//! Mock collaborators for testing.

use async_trait::async_trait;
use ingest_core::{Error, NftRecord, NftUpdate, Result};
use parking_lot::Mutex;
use record_store::RecordStore;
use std::sync::Arc;
use wiremock::matchers::{method, path};
use wiremock::{Mock, MockServer, ResponseTemplate};
use worker::ThumbnailStorage;

/// Media origin served by wiremock.
pub struct MockOrigin {
    pub server: MockServer,
}

impl MockOrigin {
    pub async fn start() -> Self {
        Self {
            server: MockServer::start().await,
        }
    }

    pub fn uri(&self) -> String {
        self.server.uri()
    }

    pub fn url(&self, route: &str) -> String {
        format!("{}{}", self.server.uri(), route)
    }

    /// Serves `body` on `route`.
    pub async fn serve(&self, route: &str, body: Vec<u8>, content_type: &str) {
        Mock::given(method("GET"))
            .and(path(route))
            .respond_with(
                ResponseTemplate::new(200)
                    .insert_header("content-type", content_type)
                    .set_body_bytes(body),
            )
            .mount(&self.server)
            .await;
    }

    /// Answers 429 on `route` the next `times` requests.
    ///
    /// Mount before [`MockOrigin::serve`] so the throttle answers first.
    pub async fn throttle(&self, route: &str, retry_after_secs: u64, times: u64) {
        Mock::given(method("GET"))
            .and(path(route))
            .respond_with(ResponseTemplate::new(429).insert_header("retry-after", retry_after_secs.to_string().as_str()))
            .up_to_n_times(times)
            .mount(&self.server)
            .await;
    }

    /// Answers `status` on `route`.
    pub async fn fail(&self, route: &str, status: u16) {
        Mock::given(method("GET"))
            .and(path(route))
            .respond_with(ResponseTemplate::new(status))
            .mount(&self.server)
            .await;
    }

    /// Requests received so far.
    pub async fn request_count(&self) -> usize {
        self.server
            .received_requests()
            .await
            .map(|requests| requests.len())
            .unwrap_or(0)
    }
}

/// Thumbnail storage that keeps writes in memory.
#[derive(Default)]
pub struct RecordingStorage {
    writes: Mutex<Vec<(String, Vec<u8>)>>,
}

impl RecordingStorage {
    pub fn new() -> Arc<Self> {
        Arc::new(Self::default())
    }

    pub fn writes(&self) -> Vec<(String, Vec<u8>)> {
        self.writes.lock().clone()
    }

    pub fn get(&self, route: &str) -> Option<Vec<u8>> {
        self.writes
            .lock()
            .iter()
            .rev()
            .find(|(r, _)| r == route)
            .map(|(_, bytes)| bytes.clone())
    }
}

#[async_trait]
impl ThumbnailStorage for RecordingStorage {
    async fn put(&self, route: &str, bytes: &[u8]) -> Result<()> {
        self.writes.lock().push((route.to_string(), bytes.to_vec()));
        Ok(())
    }
}

/// Record store whose every call fails.
pub struct UnavailableStore;

#[async_trait]
impl RecordStore for UnavailableStore {
    async fn find_by_id(&self, _id: i64) -> Result<Option<NftRecord>> {
        Err(Error::store("connection refused"))
    }

    async fn update(&self, _id: i64, _update: &NftUpdate) -> Result<bool> {
        Err(Error::store("connection refused"))
    }

    async fn insert(&self, _record: &NftRecord) -> Result<()> {
        Err(Error::store("connection refused"))
    }

    async fn list_failed(&self, _after_id: i64, _limit: usize) -> Result<Vec<NftRecord>> {
        Err(Error::store("connection refused"))
    }
}
//! Resumes deferred items when the retry ticker re-fetches them.

use async_trait::async_trait;
use std::sync::Arc;
use tracing::{debug, error};

use admission::{RetryEntry, RetryHandler};
use ingest_core::Error;

use crate::pipeline::{PendingItem, Pipeline};

/// Hands retried fetches back to the pipeline.
pub struct ResumeHandler {
    pipeline: Arc<Pipeline>,
}

impl ResumeHandler {
    pub fn new(pipeline: Arc<Pipeline>) -> Self {
        Self { pipeline }
    }
}

#[async_trait]
impl RetryHandler<PendingItem> for ResumeHandler {
    async fn on_fetched(&self, entry: RetryEntry<PendingItem>, bytes: Vec<u8>) {
        debug!(nft_id = ?entry.nft_id, origin = %entry.origin, "Resuming deferred item");
        if let Err(e) = self.pipeline.resume(entry.payload, bytes).await {
            error!(nft_id = ?entry.nft_id, error = %e, "Failed to record resumed item");
        }
    }

    async fn on_failed(&self, entry: RetryEntry<PendingItem>, failure: Error) {
        if let Err(e) = self.pipeline.abandon(entry.payload, failure).await {
            error!(nft_id = ?entry.nft_id, error = %e, "Failed to record abandoned item");
        }
    }
}
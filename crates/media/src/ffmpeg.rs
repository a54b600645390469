//! External ffmpeg filter pipelines for animated media.
//!
//! Input and output live in scratch files that are removed when the
//! [`tempfile::NamedTempFile`] handles drop, on success and on error alike.

use std::ffi::OsString;
use std::path::{Path, PathBuf};
use std::process::Stdio;
use std::time::Duration;
use tempfile::NamedTempFile;
use tokio::process::Command;
use tracing::debug;

use ingest_core::{Error, Result};

/// Max bytes of ffmpeg stderr carried into an error message.
const STDERR_TAIL: usize = 512;

/// A single ffmpeg job description.
#[derive(Debug, Clone, PartialEq, Eq)]
pub enum FfmpegJob {
    /// Rescale an animated gif, palette preserved.
    RescaleGif { width: u32 },
    /// Convert a video into a rescaled animated gif.
    VideoToGif { width: u32, fps: u32 },
    /// Extract one representative frame as png.
    VideoFrame { width: u32 },
}

impl FfmpegJob {
    fn input_suffix(&self) -> &'static str {
        match self {
            Self::RescaleGif { .. } => ".gif",
            Self::VideoToGif { .. } | Self::VideoFrame { .. } => ".mp4",
        }
    }

    fn output_suffix(&self) -> &'static str {
        match self {
            Self::RescaleGif { .. } | Self::VideoToGif { .. } => ".gif",
            Self::VideoFrame { .. } => ".png",
        }
    }

    fn filter(&self) -> String {
        match self {
            Self::RescaleGif { width } => format!(
                "scale={width}:-1:flags=lanczos,split[s0][s1];[s0]palettegen[p];[s1][p]paletteuse"
            ),
            Self::VideoToGif { width, fps } => format!(
                "fps={fps},scale={width}:-1:flags=lanczos,split[s0][s1];[s0]palettegen[p];[s1][p]paletteuse"
            ),
            Self::VideoFrame { width } => format!("thumbnail,scale={width}:-1"),
        }
    }

    /// Command line arguments for this job.
    pub fn args(&self, input: &Path, output: &Path) -> Vec<OsString> {
        let mut args: Vec<OsString> = vec![
            "-hide_banner".into(),
            "-loglevel".into(),
            "error".into(),
            "-y".into(),
            "-i".into(),
            input.as_os_str().to_owned(),
            "-vf".into(),
            self.filter().into(),
        ];
        if matches!(self, Self::VideoFrame { .. }) {
            args.push("-frames:v".into());
            args.push("1".into());
        }
        args.push(output.as_os_str().to_owned());
        args
    }
}

/// Runs ffmpeg jobs against in-memory payloads.
#[derive(Debug, Clone)]
pub struct Ffmpeg {
    binary: String,
    timeout: Duration,
    scratch_dir: Option<PathBuf>,
}

impl Ffmpeg {
    pub fn new(binary: impl Into<String>, timeout: Duration, scratch_dir: Option<PathBuf>) -> Self {
        Self {
            binary: binary.into(),
            timeout,
            scratch_dir,
        }
    }

    fn scratch(&self, suffix: &str) -> Result<NamedTempFile> {
        let mut builder = tempfile::Builder::new();
        builder.prefix("nft-media-").suffix(suffix);
        let file = match &self.scratch_dir {
            Some(dir) => builder.tempfile_in(dir),
            None => builder.tempfile(),
        };
        file.map_err(|e| Error::transcode(format!("failed to create scratch file: {e}")))
    }

    /// Runs `job` over `input`, returning the produced bytes.
    pub async fn run(&self, job: &FfmpegJob, input: &[u8]) -> Result<Vec<u8>> {
        let source = self.scratch(job.input_suffix())?;
        let target = self.scratch(job.output_suffix())?;

        tokio::fs::write(source.path(), input)
            .await
            .map_err(|e| Error::transcode(format!("failed to write scratch input: {e}")))?;

        let args = job.args(source.path(), target.path());
        debug!(binary = %self.binary, job = ?job, "Running ffmpeg");

        let child = Command::new(&self.binary)
            .args(&args)
            .stdin(Stdio::null())
            .stdout(Stdio::null())
            .stderr(Stdio::piped())
            .kill_on_drop(true)
            .output();

        let output = tokio::time::timeout(self.timeout, child)
            .await
            .map_err(|_| Error::transcode(format!("ffmpeg timed out after {:?}", self.timeout)))?
            .map_err(|e| Error::transcode(format!("failed to spawn {}: {e}", self.binary)))?;

        if !output.status.success() {
            let stderr = String::from_utf8_lossy(&output.stderr);
            let start = stderr.len().saturating_sub(STDERR_TAIL);
            let tail = stderr.get(start..).unwrap_or(&stderr).trim();
            return Err(Error::transcode(format!(
                "ffmpeg exited with {}: {tail}",
                output.status
            )));
        }

        let bytes = tokio::fs::read(target.path())
            .await
            .map_err(|e| Error::transcode(format!("failed to read ffmpeg output: {e}")))?;

        if bytes.is_empty() {
            return Err(Error::transcode("ffmpeg produced no output"));
        }
        Ok(bytes)
    }
}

| Work request |
Return every line above in which the string "timeout" occurs.

| Result of this exercise |
    timeout: Duration,
    pub fn new(binary: impl Into<String>, timeout: Duration, scratch_dir: Option<PathBuf>) -> Self {
            timeout,
        let output = tokio::time::timeout(self.timeout, child)
            .map_err(|_| Error::transcode(format!("ffmpeg timed out after {:?}", self.timeout)))?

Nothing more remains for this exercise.